* ACTION ITEM: Write out exactly the lines running from the one that contains "let tier = self" through the end of the material.

* PROVIDED RECORDS:
// src/worker.rs
//
// Ingestion run orchestration: pick queued tasks, group them by tenant,
// gate each vendor call on a rate-limiter lease, merge results into the
// canonical catalog, and write the next refresh horizon back. A TTL run
// lock keeps overlapping triggers from doubling vendor calls; everything
// else is per-task error containment.

use std::collections::BTreeMap;
use std::sync::Arc;

use chrono::{DateTime, Duration, Utc};
use metrics::counter;
use rand::Rng;
use serde::Serialize;

use crate::config::{LimiterCfg, QueueCfg, WorkerCfg};
use crate::dedupe::compute_dedupe_key;
use crate::freshness::{FreshnessPolicy, HotBoost};
use crate::merge::{merge, CanonicalProduct};
use crate::queue::{QueueTask, WorkQueue};
use crate::ratelimit::{LeaseError, LeaseParams, RateLimiter};
use crate::store::{CatalogStore, ControlStore, LimiterStore, QueueStore, StoreError};
use crate::vendor::{SourceRecord, VendorApi, VendorError};

/// Structured outcome of one ingestion run; the primary observability
/// surface for operators.
#[derive(Debug, Clone, Copy, Default, Serialize, PartialEq, Eq)]
pub struct RunSummary {
    pub taken: usize,
    pub done: usize,
    pub failed: usize,
}

pub struct IngestWorker<S> {
    store: Arc<S>,
    queue: WorkQueue<S>,
    limiter: RateLimiter<S>,
    vendor: Arc<dyn VendorApi>,
    policy: FreshnessPolicy,
    boost: Arc<dyn HotBoost>,
    lease_params: LeaseParams,
    cfg: WorkerCfg,
    claim_limit: usize,
    holder: String,
}

impl<S> IngestWorker<S>
where
    S: QueueStore + LimiterStore + ControlStore + CatalogStore,
{
    pub fn new(
        store: Arc<S>,
        queue_cfg: QueueCfg,
        limiter_cfg: LimiterCfg,
        worker_cfg: WorkerCfg,
        vendor: Arc<dyn VendorApi>,
        policy: FreshnessPolicy,
        boost: Arc<dyn HotBoost>,
    ) -> Self {
        Self {
            queue: WorkQueue::new(Arc::clone(&store), queue_cfg),
            limiter: RateLimiter::new(Arc::clone(&store)),
            store,
            vendor,
            policy,
            boost,
            lease_params: LeaseParams::from_cfg(&limiter_cfg),
            cfg: worker_cfg,
            claim_limit: queue_cfg.claim_limit,
            holder: format!("worker-{}", std::process::id()),
        }
    }

    pub fn queue(&self) -> &WorkQueue<S> {
        &self.queue
    }

    /// One full ingestion run. Returns a zero-work summary when a global
    /// cooldown is active or another run holds the lock; both are normal
    /// outcomes, not errors.
    pub async fn run_once(&self) -> anyhow::Result<RunSummary> {
        let now = Utc::now();
        counter!("ingest_runs_total").increment(1);

        if let Some(until) = self.store.global_cooldown_until().await? {
            if now < until {
                tracing::info!(until = %until, "global cooldown active, skipping run");
                return Ok(RunSummary::default());
            }
        }

        let ttl = Duration::seconds(self.cfg.run_lock_ttl_secs as i64);
        if !self.store.try_acquire_run_lock(&self.holder, ttl, now).await? {
            tracing::info!("another ingestion run holds the lock, skipping");
            return Ok(RunSummary::default());
        }

        let result = self.run_locked(now).await;
        self.store.release_run_lock(&self.holder).await?;

        match &result {
            Ok(summary) => {
                tracing::info!(
                    taken = summary.taken,
                    done = summary.done,
                    failed = summary.failed,
                    "ingestion run finished"
                );
                counter!("ingest_tasks_done_total").increment(summary.done as u64);
                counter!("ingest_tasks_failed_total").increment(summary.failed as u64);
            }
            Err(e) => tracing::error!(error = %e, "ingestion run aborted"),
        }
        result
    }

    async fn run_locked(&self, now: DateTime<Utc>) -> anyhow::Result<RunSummary> {
        let mut summary = RunSummary::default();
        let claimed = self
            .queue
            .claim_batch(self.claim_limit, self.cfg.focus_tenant.as_deref(), now)
            .await?;
        summary.taken = claimed.len();
        if claimed.is_empty() {
            return Ok(summary);
        }

        let mut by_tenant: BTreeMap<String, Vec<QueueTask>> = BTreeMap::new();
        for task in claimed {
            by_tenant.entry(task.key.tenant.clone()).or_default().push(task);
        }

        for (tenant, group) in by_tenant {
            self.process_tenant(&tenant, group, &mut summary).await?;
        }
        Ok(summary)
    }

    /// Process one tenant's claimed tasks in vendor-sized chunks, each
    /// gated by a limiter lease. Chunk-level failures apply uniformly to
    /// every task in the chunk; per-item failures never abort the batch.
    async fn process_tenant(
        &self,
        tenant: &str,
        group: Vec<QueueTask>,
        summary: &mut RunSummary,
    ) -> anyhow::Result<()> {
        let chunk_size = self.cfg.chunk_size.max(1);
        let chunks: Vec<&[QueueTask]> = group.chunks(chunk_size).collect();
        let total = chunks.len();

        for (ci, chunk) in chunks.iter().enumerate() {
            match self.limiter.lease(tenant, self.lease_params).await {
                Ok(()) => {}
                Err(LeaseError::DailyQuotaExhausted { retry_at }) => {
                    tracing::warn!(
                        tenant = %tenant,
                        retry_at = %retry_at,
                        "daily quota exhausted, parking remaining tasks"
                    );
                    // The stall is not the tasks' fault: refund the
                    // attempt the claim charged.
                    for task in chunks[ci..].iter().flat_map(|c| c.iter()) {
                        self.queue.cooldown(&task.key, retry_at, -1).await?;
                    }
                    return Ok(());
                }
                Err(LeaseError::Store(e)) => return Err(e.into()),
            }

            let ids: Vec<String> = chunk.iter().map(|t| t.key.item_id.clone()).collect();
            let now = Utc::now();
            match self.vendor.fetch_items(tenant, &ids).await {
                Ok(records) => {
                    for task in chunk.iter() {
                        self.settle_item(task, &records, now, summary).await?;
                    }
                }
                Err(VendorError::Throttled) => {
                    counter!("vendor_throttled_total").increment(1);
                    let until = now + Duration::seconds(self.cfg.task_cooldown_secs as i64);
                    tracing::warn!(
                        tenant = %tenant,
                        until = %until,
                        "vendor throttled, cooling group and setting global cooldown"
                    );
                    for task in chunks[ci..].iter().flat_map(|c| c.iter()) {
                        self.queue.cooldown(&task.key, until, -1).await?;
                    }
                    let global_until =
                        now + Duration::seconds(self.cfg.global_cooldown_secs as i64);
                    self.store.extend_global_cooldown(global_until).await?;
                    return Ok(());
                }
                Err(VendorError::Transient(msg)) => {
                    for task in chunk.iter() {
                        self.queue.retry_or_fail(&task.key, &msg, now).await?;
                        summary.failed += 1;
                    }
                }
                Err(VendorError::Permanent(msg)) => {
                    for task in chunk.iter() {
                        self.queue.fail(&task.key, &msg, now).await?;
                        summary.failed += 1;
                    }
                }
            }

            if ci + 1 < total && self.cfg.chunk_delay_ms > 0 {
                let jitter: f64 = rand::rng().random_range(0.5..1.5);
                let delay_ms = (self.cfg.chunk_delay_ms as f64 * jitter) as u64;
                tokio::time::sleep(std::time::Duration::from_millis(delay_ms)).await;
            }
        }
        Ok(())
    }

    async fn settle_item(
        &self,
        task: &QueueTask,
        records: &std::collections::HashMap<String, SourceRecord>,
        now: DateTime<Utc>,
        summary: &mut RunSummary,
    ) -> Result<(), StoreError> {
        match records.get(&task.key.item_id) {
            None => {
                self.queue
                    .fail(&task.key, "item not returned by vendor", now)
                    .await?;
                summary.failed += 1;
            }
            Some(rec) => match self.merge_record(&task.key, rec, now).await {
                Ok(()) => {
                    self.queue.complete(&task.key, now).await?;
                    summary.done += 1;
                }
                Err(e) => {
                    self.queue
                        .retry_or_fail(&task.key, &e.to_string(), now)
                        .await?;
                    summary.failed += 1;
                }
            },
        }
        Ok(())
    }

    /// Merge one vendor record into the canonical catalog and stamp the
    /// next refresh horizon from the freshness policy.
    async fn merge_record(
        &self,
        key: &crate::queue::TaskKey,
        rec: &SourceRecord,
        now: DateTime<Utc>,
    ) -> Result<(), StoreError> {
        let dedupe_key = compute_dedupe_key(rec);
        let mut product = match self.store.get_product(&dedupe_key).await? {
            Some(existing) => merge(existing, rec, now),
            None => CanonicalProduct::from_record(&dedupe_key, rec, now),
        };
        // Latest successful fetch wins the requeue identity.
        product.tenant = key.tenant.clone();
        product.item_id = key.item_id.clone();
        let tier = self
            .policy
            .classify(product.views, product.pinned, self.boost.matches(&product));
        product.fresh_until = Some(self.policy.next_eligible(tier, now));
        self.store.upsert_product(product).await?;
        counter!("catalog_merges_total").increment(1);
        Ok(())
    }
}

* WRITTEN SOLUTION:
        let tier = self
            .policy
            .classify(product.views, product.pinned, self.boost.matches(&product));
        product.fresh_until = Some(self.policy.next_eligible(tier, now));
        self.store.upsert_product(product).await?;
        counter!("catalog_merges_total").increment(1);
        Ok(())
    }
}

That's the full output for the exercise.